> HOW TO COMPLETE THIS TASK: Send back every record word for word, with nothing missing.

[[ MATERIAL FOR THIS TASK open ]]

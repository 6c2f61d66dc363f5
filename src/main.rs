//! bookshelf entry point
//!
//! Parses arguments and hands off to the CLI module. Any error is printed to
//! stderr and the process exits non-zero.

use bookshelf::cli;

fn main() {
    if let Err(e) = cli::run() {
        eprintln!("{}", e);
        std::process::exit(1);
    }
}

[[ MATERIAL FOR THIS TASK closed ]]

> RESULT:
repository 6c2f61d66dc363f5
filename src/main.rs
//! bookshelf entry point
//!
//! Parses arguments and hands off to the CLI module. Any error is printed to
//! stderr and the process exits non-zero.

use bookshelf::cli;

fn main() {
    if let Err(e) = cli::run() {
        eprintln!("{}", e);
        std::process::exit(1);
    }
}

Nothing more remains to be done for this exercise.